World Leaders gather for Earth Day Summit

The two-day virtual Earth Day Summit kicked off on Thursday.

The two-day virtual Earth Day Summit kicked off on Thursday. Photo: Pexels

CAPE TOWN, April 23 (ANA) – American President Joseph Biden regained global influence on climate change on Thursday, launching the two-day virtual Earth Day Summit with a promise to cut US carbon in half by the end of the decade.

According to Al Jazeera, the new US pledge, declared by the White House on Thursday in honour of Earth Day, aims to reduce carbon emissions by at least half by 2030 compared to 2005 levels.

Biden also encouraged the other leaders to take advantage of the summit to announce their countries’ climate goals and how they wanted to curb pollution.

The White House summit is the first big turning point in a string of high-stakes prospects for action on climate change, ranging from G7 and G20 meetings in the summer and autumn to COP26, the United Nations climate conference organized by the United Kingdom in Glasgow in November, according to Sky News.

Biden is likely to announce more stringent carbon-reduction goals and warn other countries to follow suit as greenhouse gas emissions, and global temperatures continue to climb.

United Nations Secretary-General Antonio Guterres began his speech by thanking America for assisting the world in focusing on the “existential danger” of climate change.

“Mother Nature is not waiting… The past decade was the hottest on record. Dangerous greenhouse gases are at levels not seen in three million years,” said Guterres, according to Al Jazeera.
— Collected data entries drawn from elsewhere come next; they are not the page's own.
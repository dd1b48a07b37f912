use std::collections::BTreeSet;

use serde::{Deserialize, Serialize};

/// The course ids a viewer may see events for.
///
/// An empty set places no restriction: every course is visible. Callers that
/// want "nothing" should not query at all.
#[derive(Debug, Clone, Default, PartialEq, Eq, Serialize, Deserialize)]
#[serde(transparent)]
pub struct EnrollmentSet(BTreeSet<String>);

impl EnrollmentSet {
    /// Creates an empty (unrestricted) set.
    pub fn new() -> Self {
        Self::default()
    }

    /// True when the set places no restriction.
    pub fn is_unrestricted(&self) -> bool {
        self.0.is_empty()
    }

    /// True when events of `course_id` are visible under this set.
    pub fn allows(&self, course_id: &str) -> bool {
        self.is_unrestricted() || self.0.contains(course_id)
    }

    /// Adds a course id. Returns false if it was already present.
    pub fn insert(&mut self, course_id: impl Into<String>) -> bool {
        self.0.insert(course_id.into())
    }

    /// Removes a course id. Returns false if it was not present.
    pub fn remove(&mut self, course_id: &str) -> bool {
        self.0.remove(course_id)
    }

    pub fn contains(&self, course_id: &str) -> bool {
        self.0.contains(course_id)
    }

    pub fn len(&self) -> usize {
        self.0.len()
    }

    pub fn is_empty(&self) -> bool {
        self.0.is_empty()
    }

    pub fn iter(&self) -> impl Iterator<Item = &str> {
        self.0.iter().map(String::as_str)
    }
}

impl<S: Into<String>> FromIterator<S> for EnrollmentSet {
    fn from_iter<I: IntoIterator<Item = S>>(iter: I) -> Self {
        Self(
            iter.into_iter()
                .map(Into::into)
                .filter(|id: &String| !id.trim().is_empty())
                .collect(),
        )
    }
}
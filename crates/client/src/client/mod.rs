//! HTTP client for the syllabus API.

pub mod courses;
pub mod coursework;
pub mod enrollments;
pub mod events;
pub mod health;

use crate::error::{ClientError, Result};

/// HTTP client for the syllabus API.
#[derive(Debug, Clone)]
pub struct SyllabusClient {
    client: reqwest::Client,
    base_url: String,
}

impl SyllabusClient {
    /// Create a new client with the given base URL.
    pub fn new(base_url: impl Into<String>) -> Self {
        let base_url: String = base_url.into();
        Self {
            client: reqwest::Client::new(),
            base_url: base_url.trim_end_matches('/').to_string(),
        }
    }

    /// Get the base URL.
    pub fn base_url(&self) -> &str {
        &self.base_url
    }

    /// Build a URL for an endpoint.
    fn url(&self, path: &str) -> String {
        format!("{}{}", self.base_url, path)
    }

    /// Decode a JSON body, or turn an error status into a `ClientError`.
    async fn handle_response<T: serde::de::DeserializeOwned>(
        &self,
        path: &str,
        response: reqwest::Response,
    ) -> Result<T> {
        let response = self.check_status(path, response).await?;
        response.json().await.map_err(ClientError::from)
    }

    /// Handle delete responses (no body expected).
    async fn handle_delete_response(&self, path: &str, response: reqwest::Response) -> Result<()> {
        self.check_status(path, response).await.map(|_| ())
    }

    async fn check_status(
        &self,
        path: &str,
        response: reqwest::Response,
    ) -> Result<reqwest::Response> {
        let status = response.status();
        if status.is_success() {
            Ok(response)
        } else if status == reqwest::StatusCode::NOT_FOUND {
            Err(ClientError::NotFound {
                resource: path.to_string(),
            })
        } else {
            let message = response
                .text()
                .await
                .unwrap_or_else(|_| "Unknown error".to_string());
            Err(ClientError::ServerError {
                status: status.as_u16(),
                message,
            })
        }
    }
}

/// Joins course ids into the comma-separated form the API expects.
///
/// Returns `None` for an empty list so the parameter is left out entirely.
pub(crate) fn join_courses(courses: &[String]) -> Option<String> {
    let joined = courses
        .iter()
        .map(|c| c.trim())
        .filter(|c| !c.is_empty())
        .collect::<Vec<_>>()
        .join(",");
    (!joined.is_empty()).then_some(joined)
}
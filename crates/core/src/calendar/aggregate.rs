//! Projection of a catalog snapshot into calendar events.
//!
//! This is part of the Functional Core - every function here is pure. Bad
//! source records are dropped one at a time so a single broken assignment
//! never empties a whole calendar view.

use std::collections::HashSet;

use chrono::{Days, NaiveDate};

use crate::catalog::{
    parse_date, parse_optional_time, Assignment, Catalog, CourseRecord, CourseworkType,
    Discussion, EnrollmentSet, Quiz,
};
use crate::storage::DateRange;

use super::types::{Event, EventDetails};

/// Returns the events visible to a viewer inside `[range_start, range_end]`.
///
/// - An inverted range yields an empty list.
/// - `enrolled` of `None` or an empty set means every course is visible.
/// - Records with a missing or unreadable date, an unreadable time, or a
///   blank id are skipped.
/// - Duplicate `(type, course, id)` triples keep their first occurrence.
///
/// The result is sorted by date, then time (untimed first), then id.
///
/// # Examples
///
/// ```
/// use chrono::NaiveDate;
/// use syllabus_core::calendar::get_events;
/// use syllabus_core::catalog::{Assignment, Catalog, Course, CourseRecord, EnrollmentSet};
///
/// let mut record = CourseRecord::new(Course::new("C1", "Intro", "CS-101"));
/// record.assignments.push(Assignment::new("A1", "C1", "Essay", "2025-06-10"));
/// let catalog = Catalog::new(vec![record]);
/// let enrolled: EnrollmentSet = ["C1"].into_iter().collect();
///
/// let day = NaiveDate::from_ymd_opt(2025, 6, 10).unwrap();
/// let events = get_events(day, day, Some(&enrolled), &catalog);
///
/// assert_eq!(events.len(), 1);
/// assert_eq!(events[0].course_id, "C1");
/// ```
pub fn get_events(
    range_start: NaiveDate,
    range_end: NaiveDate,
    enrolled: Option<&EnrollmentSet>,
    catalog: &Catalog,
) -> Vec<Event> {
    if range_start > range_end {
        return Vec::new();
    }

    let mut seen: HashSet<(CourseworkType, String, String)> = HashSet::new();

    let mut events: Vec<Event> = catalog
        .courses
        .iter()
        .filter(|record| enrolled.is_none_or(|set| set.allows(&record.course.id)))
        .flat_map(project_course)
        .filter(|event| event.start_date >= range_start && event.start_date <= range_end)
        .filter(|event| {
            seen.insert((
                event.event_type(),
                event.course_id.clone(),
                event.id.clone(),
            ))
        })
        .collect();

    sort_events(&mut events);
    events
}

/// [`get_events`] over an already validated range.
pub fn get_events_in(
    range: DateRange,
    enrolled: Option<&EnrollmentSet>,
    catalog: &Catalog,
) -> Vec<Event> {
    get_events(range.start, range.end, enrolled, catalog)
}

/// Events from `today` through `days` days ahead, capped at `limit` when given.
pub fn upcoming_events(
    today: NaiveDate,
    days: u64,
    limit: Option<usize>,
    enrolled: Option<&EnrollmentSet>,
    catalog: &Catalog,
) -> Vec<Event> {
    let end = today.checked_add_days(Days::new(days)).unwrap_or(NaiveDate::MAX);
    let mut events = get_events(today, end, enrolled, catalog);
    if let Some(limit) = limit {
        events.truncate(limit);
    }
    events
}

/// Sorts events into calendar order (see [`Event::sort_key`]).
pub fn sort_events(events: &mut [Event]) {
    events.sort_by(|a, b| a.sort_key().cmp(&b.sort_key()));
}

/// Projects every dated piece of coursework of one course into events.
///
/// Events carry the owning course's id; the `course_id` stored on each item
/// is not consulted.
pub fn project_course(record: &CourseRecord) -> Vec<Event> {
    let course_id = record.course.id.as_str();

    let assignments = record
        .assignments
        .iter()
        .filter_map(|a| project_assignment(course_id, a));
    let quizzes = record
        .quizzes
        .iter()
        .filter_map(|q| project_quiz(course_id, q));
    let discussions = record
        .discussions
        .iter()
        .filter_map(|d| project_discussion(course_id, d));

    assignments.chain(quizzes).chain(discussions).collect()
}

fn project_assignment(course_id: &str, assignment: &Assignment) -> Option<Event> {
    let start_date = event_date(&assignment.id, assignment.due_date.as_deref())?;
    let start_time = parse_optional_time(assignment.due_time.as_deref()).ok()?;

    Some(Event {
        id: assignment.id.clone(),
        course_id: course_id.to_string(),
        title: assignment.title.clone(),
        start_date,
        start_time,
        end_time: None,
        location: None,
        details: EventDetails::Assignment {
            points_possible: assignment.points_possible,
            priority: assignment.priority,
        },
    })
}

fn project_quiz(course_id: &str, quiz: &Quiz) -> Option<Event> {
    let start_date = event_date(&quiz.id, quiz.available_date.as_deref())?;
    let start_time = parse_optional_time(quiz.start_time.as_deref()).ok()?;
    let end_time = parse_optional_time(quiz.end_time.as_deref()).ok()?;

    Some(Event {
        id: quiz.id.clone(),
        course_id: course_id.to_string(),
        title: quiz.title.clone(),
        start_date,
        start_time,
        end_time,
        location: quiz.location.clone().filter(|l| !l.trim().is_empty()),
        details: EventDetails::Quiz {
            points_possible: quiz.points_possible,
            time_limit_minutes: quiz.time_limit_minutes,
        },
    })
}

fn project_discussion(course_id: &str, discussion: &Discussion) -> Option<Event> {
    let start_date = event_date(&discussion.id, discussion.due_date.as_deref())?;
    let start_time = parse_optional_time(discussion.due_time.as_deref()).ok()?;

    Some(Event {
        id: discussion.id.clone(),
        course_id: course_id.to_string(),
        title: discussion.title.clone(),
        start_date,
        start_time,
        end_time: None,
        location: None,
        details: EventDetails::Discussion,
    })
}

/// Date that places a record on the calendar, or None if the record is unusable.
fn event_date(id: &str, raw_date: Option<&str>) -> Option<NaiveDate> {
    if id.trim().is_empty() {
        return None;
    }
    raw_date.and_then(parse_date)
}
Hundreds of world leaders started sharing their evaluations of climate-related issues, explaining their continuing commitments and announcing new measures to fulfil Guterres’ demand for achieving net-zero emissions by mid-century.

After a joint statement from the US and China promised expanded cooperation in the war against climate change, China’s President Xi Jinping announced that he would attend the summit.

According to scientists, the climate has now warmed by 1.1°C and could exceed 1.5°C by 2030. Experts still believe that countries’ emissions commitments are insufficient to avert much further temperature increases, stated The Council on Foreign Relations.